Na manhã desta quinta-feira (03/05), aconteceu, na sala de reuniões da Secretaria do Gabinete do Governador, no Palácio da Abolição, reunião preparatória para definição de estratégias visando acolher a Caravana da Comissão Nacional de Anistia, que estará em Fortaleza, entre os dias 3 e 4 de agosto.

A promoção é da Secretaria Nacional de Justiça do Ministério da Justiça, em articulação local com a Coordenadoria Especial de Políticas Públicas dos Direitos Humanos do Governo do Estado (COPDH) e parceria institucional com outros órgãos públicos, estaduais e municipais, e entidades da sociedade civil.

Será a segunda vez que a Caravana da Comissão Nacional de Anistia virá ao Ceará, a primeira foi em 2009. Nesta edição, além dos julgamentos de processos de perseguidos políticos cearenses do período da ditadura militar, haverá mobilização mais ampla da sociedade civil, através de série de eventos relacionados ao tema da memória, verdade e justiça. Estão sendo programados debates, exposições e apresentação de cinemas e peças teatrais.
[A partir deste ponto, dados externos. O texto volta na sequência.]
//! Story blocks and their verification state machine.
//!
//! A [`Block`] is created `Pending` with its hash already fixed over the
//! frozen field set. Verification events may only touch
//! `verification_count` and `verifier_ids`, and only while pending. The
//! single transition to `Finalized` is performed by the owning story.

use serde::{Deserialize, Serialize};

use chainscript_crypto::{BlockPreimage, ChainLinked, ContentHasher};
use chainscript_types::{BlockHash, Timestamp};

use crate::config::PassageRules;
use crate::error::LedgerError;

/// Number of whitespace-delimited tokens in a passage.
pub fn word_count(passage: &str) -> usize {
    passage.split_whitespace().count()
}

#[derive(Clone, Copy, Debug, PartialEq, Eq, Hash, Serialize, Deserialize)]
#[serde(rename_all = "snake_case")]
pub enum BlockStatus {
    Pending,
    Finalized,
}

/// Where a new block attaches: its candidate chain position and links.
#[derive(Clone, Copy, Debug, PartialEq, Eq)]
pub struct BlockLink {
    /// Chain length at creation time; the only index the block can take.
    pub index: u64,
    pub previous_hash: Option<BlockHash>,
    pub parent_block_hash: Option<BlockHash>,
}

/// One author's passage plus its integrity metadata.
#[derive(Clone, Debug, PartialEq, Eq, Serialize, Deserialize)]
pub struct Block {
    index: u64,
    passage: String,
    author: String,
    timestamp: Timestamp,
    previous_hash: Option<BlockHash>,
    parent_block_hash: Option<BlockHash>,
    hash: BlockHash,
    verification_count: u32,
    verifier_ids: Vec<String>,
    status: BlockStatus,
}

impl Block {
    /// Create a pending block stamped with the current time.
    pub fn create(
        rules: &PassageRules,
        link: BlockLink,
        passage: impl Into<String>,
        author: impl Into<String>,
    ) -> Result<Self, LedgerError> {
        Self::create_at(rules, link, passage, author, Timestamp::now())
    }

    /// Create a pending block with an explicit timestamp.
    pub fn create_at(
        rules: &PassageRules,
        link: BlockLink,
        passage: impl Into<String>,
        author: impl Into<String>,
        timestamp: Timestamp,
    ) -> Result<Self, LedgerError> {
        let passage = passage.into();
        rules.check(&passage)?;

        let mut block = Self {
            index: link.index,
            passage,
            author: author.into(),
            timestamp,
            previous_hash: link.previous_hash,
            parent_block_hash: link.parent_block_hash,
            hash: BlockHash::GENESIS,
            verification_count: 0,
            verifier_ids: Vec::new(),
            status: BlockStatus::Pending,
        };
        block.hash = block.recompute_hash();
        Ok(block)
    }

    pub fn index(&self) -> u64 {
        self.index
    }

    pub fn passage(&self) -> &str {
        &self.passage
    }

    pub fn author(&self) -> &str {
        &self.author
    }

    pub fn timestamp(&self) -> Timestamp {
        self.timestamp
    }

    pub fn previous_hash(&self) -> Option<BlockHash> {
        self.previous_hash
    }

    pub fn parent_block_hash(&self) -> Option<BlockHash> {
        self.parent_block_hash
    }

    pub fn hash(&self) -> BlockHash {
        self.hash
    }

    pub fn verification_count(&self) -> u32 {
        self.verification_count
    }

    pub fn verifier_ids(&self) -> &[String] {
        &self.verifier_ids
    }

    pub fn status(&self) -> BlockStatus {
        self.status
    }

    pub fn is_pending(&self) -> bool {
        self.status == BlockStatus::Pending
    }

    pub fn is_finalized(&self) -> bool {
        self.status == BlockStatus::Finalized
    }

    pub fn word_count(&self) -> usize {
        word_count(&self.passage)
    }

    pub fn has_verified(&self, verifier: &str) -> bool {
        self.verifier_ids.iter().any(|v| v == verifier)
    }

    /// The canonical field set covered by the hash.
    pub fn preimage(&self) -> BlockPreimage<'_> {
        BlockPreimage {
            index: self.index,
            passage: &self.passage,
            author: &self.author,
            timestamp: self.timestamp,
            previous_hash: self.previous_hash,
            parent_block_hash: self.parent_block_hash,
        }
    }

    /// Hash recomputed from the current fields.
    pub fn recompute_hash(&self) -> BlockHash {
        ContentHasher::BLOCK.hash_block(&self.preimage())
    }

    /// Record a co-signature from `verifier`.
    ///
    /// Returns `true` once the count is at or above `threshold`. The
    /// owning story removes the block from its pending pool on promotion,
    /// so a pending block never signals twice for the same chain slot.
    pub fn register_verification(
        &mut self,
        verifier: &str,
        threshold: u32,
    ) -> Result<bool, LedgerError> {
        if self.is_finalized() {
            return Err(LedgerError::AlreadyFinalized(self.hash));
        }
        if self.has_verified(verifier) {
            return Err(LedgerError::AlreadyVerified {
                block: self.hash,
                verifier: verifier.to_string(),
            });
        }

        self.verifier_ids.push(verifier.to_string());
        self.verification_count += 1;
        Ok(self.verification_count >= threshold)
    }

    /// Undo the most recent verification by `verifier` after a failed
    /// promotion.
    pub(crate) fn revoke_verification(&mut self, verifier: &str) {
        if let Some(pos) = self.verifier_ids.iter().rposition(|v| v == verifier) {
            self.verifier_ids.remove(pos);
            self.verification_count = self.verification_count.saturating_sub(1);
        }
    }

    pub(crate) fn finalize(&mut self) {
        self.status = BlockStatus::Finalized;
    }

    #[cfg(test)]
    pub(crate) fn tamper_passage(&mut self, passage: &str) {
        self.passage = passage.to_string();
    }

    #[cfg(test)]
    pub(crate) fn tamper_previous_hash(&mut self, previous_hash: Option<BlockHash>) {
        self.previous_hash = previous_hash;
        self.hash = self.recompute_hash();
    }
}

impl ChainLinked for Block {
    fn chain_index(&self) -> u64 {
        self.index
    }

    fn block_hash(&self) -> BlockHash {
        self.hash
    }

    fn previous_hash(&self) -> Option<BlockHash> {
        self.previous_hash
    }

    fn parent_block_hash(&self) -> Option<BlockHash> {
        self.parent_block_hash
    }

    fn computed_hash(&self) -> BlockHash {
        self.recompute_hash()
    }
}

#[cfg(test)]
pub(crate) mod tests {
    use super::*;
    use proptest::prelude::*;

    pub(crate) fn words(n: usize) -> String {
        (0..n).map(|i| format!("w{i}")).collect::<Vec<_>>().join(" ")
    }

    fn genesis_link() -> BlockLink {
        BlockLink {
            index: 0,
            previous_hash: Some(BlockHash::GENESIS),
            parent_block_hash: None,
        }
    }

    fn pending(n: usize) -> Block {
        Block::create(&PassageRules::default(), genesis_link(), words(n), "alice").unwrap()
    }

    #[test]
    fn create_computes_hash_and_starts_pending() {
        let block = pending(300);
        assert!(block.is_pending());
        assert_eq!(block.verification_count(), 0);
        assert!(block.verifier_ids().is_empty());
        assert_eq!(block.hash(), block.recompute_hash());
        assert_eq!(block.previous_hash(), Some(BlockHash::GENESIS));
    }

    #[test]
    fn word_count_boundaries() {
        let rules = PassageRules::default();
        for accepted in [250, 500] {
            assert!(Block::create(&rules, genesis_link(), words(accepted), "a").is_ok());
        }
        for rejected in [249, 501] {
            let err = Block::create(&rules, genesis_link(), words(rejected), "a").unwrap_err();
            assert_eq!(
                err,
                LedgerError::WordCount {
                    actual: rejected,
                    min: 250,
                    max: 500
                }
            );
        }
    }

    #[test]
    fn word_count_splits_on_any_whitespace() {
        assert_eq!(word_count("  one\ttwo\n\nthree  "), 3);
        assert_eq!(word_count(""), 0);
    }

    #[test]
    fn same_fields_same_hash() {
        let rules = PassageRules::default();
        let ts = Timestamp::from_millis(1_000);
        let a = Block::create_at(&rules, genesis_link(), words(260), "bob", ts).unwrap();
        let b = Block::create_at(&rules, genesis_link(), words(260), "bob", ts).unwrap();
        assert_eq!(a.hash(), b.hash());
    }

    #[test]
    fn threshold_crossed_on_reaching_count() {
        let mut block = pending(300);
        assert!(!block.register_verification("alice", 2).unwrap());
        assert!(block.register_verification("bob", 2).unwrap());
        assert_eq!(block.verification_count(), 2);
    }

    #[test]
    fn count_above_lowered_threshold_still_crosses() {
        let mut block = pending(300);
        for verifier in ["alice", "bob"] {
            assert!(!block.register_verification(verifier, 3).unwrap());
        }
        assert!(block.register_verification("carol", 2).unwrap());
        assert_eq!(block.verification_count(), 3);
    }

    #[test]
    fn duplicate_verifier_is_rejected() {
        let mut block = pending(300);
        block.register_verification("alice", 2).unwrap();
        let err = block.register_verification("alice", 2).unwrap_err();
        assert_eq!(
            err,
            LedgerError::AlreadyVerified {
                block: block.hash(),
                verifier: "alice".into()
            }
        );
        assert_eq!(block.verification_count(), 1);
    }

    #[test]
    fn finalized_block_rejects_verification() {
        let mut block = pending(300);
        block.finalize();
        let err = block.register_verification("alice", 2).unwrap_err();
        assert_eq!(err, LedgerError::AlreadyFinalized(block.hash()));
    }

    #[test]
    fn revoke_undoes_registration() {
        let mut block = pending(300);
        block.register_verification("alice", 2).unwrap();
        block.revoke_verification("alice");
        assert_eq!(block.verification_count(), 0);
        assert!(!block.has_verified("alice"));
    }

    #[test]
    fn verification_does_not_change_hash() {
        let mut block = pending(300);
        let before = block.hash();
        block.register_verification("alice", 2).unwrap();
        assert_eq!(block.recompute_hash(), before);
    }

    #[test]
    fn serializes_hash_fields_as_hex() {
        let block = pending(250);
        let json = serde_json::to_value(&block).unwrap();
        assert_eq!(json["status"], "pending");
        assert_eq!(json["previous_hash"], "0".repeat(64));
        assert!(json["parent_block_hash"].is_null());
        let back: Block = serde_json::from_value(json).unwrap();
        assert_eq!(back, block);
    }

    proptest! {
        #[test]
        fn passages_within_bounds_are_accepted(n in 250usize..=500) {
            let block = Block::create(&PassageRules::default(), genesis_link(), words(n), "p");
            prop_assert!(block.is_ok());
        }

        #[test]
        fn passages_outside_bounds_are_rejected(n in prop_oneof![0usize..250, 501usize..700]) {
            let result = Block::create(&PassageRules::default(), genesis_link(), words(n), "p");
            let is_word_count_error = matches!(result, Err(LedgerError::WordCount { .. }));
            prop_assert!(is_word_count_error);
        }
    }
}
A articulação local da COPDH conta com a parceria das Comissões de Direitos Humanos da Assembleia e da Câmara, da Secretaria de Direitos Humanos do Município (SDH-FOR), da Secretaria Estadual da Justiça, das secretarias estaduais e municipais de cultura e educação, do Comitê Estadual Memória, Verdade e Justiça,  da Associação 64/68-Anistia, do Instituto Frei Tito, dentre outros órgãos  públicos, universidades e entidades da sociedade civil.

A progamação completa dos dois dias de evento será divulgada ao público tão logo seja definida. De início já se sabe que as sessões solenes ocorrerão na Assembleia Legislativa e na Câmara Municipal de Fortaleza. O Secretário Nacional de Justiça, Paulo Abrão, e o conselheiro da Comissão Nacional de Anistia, Mário Albuquerque, confirmaram presença.

Participaram do encontro desta manhã, Marcelo Uchôa e Joatan Freitas (COPDH), Demitri Cruz e Patrícia Campos (SDH-FOR), Messias Pontes (Associação 64-68-Anistia), Lúcia Alencar (Instituto Frei Tito).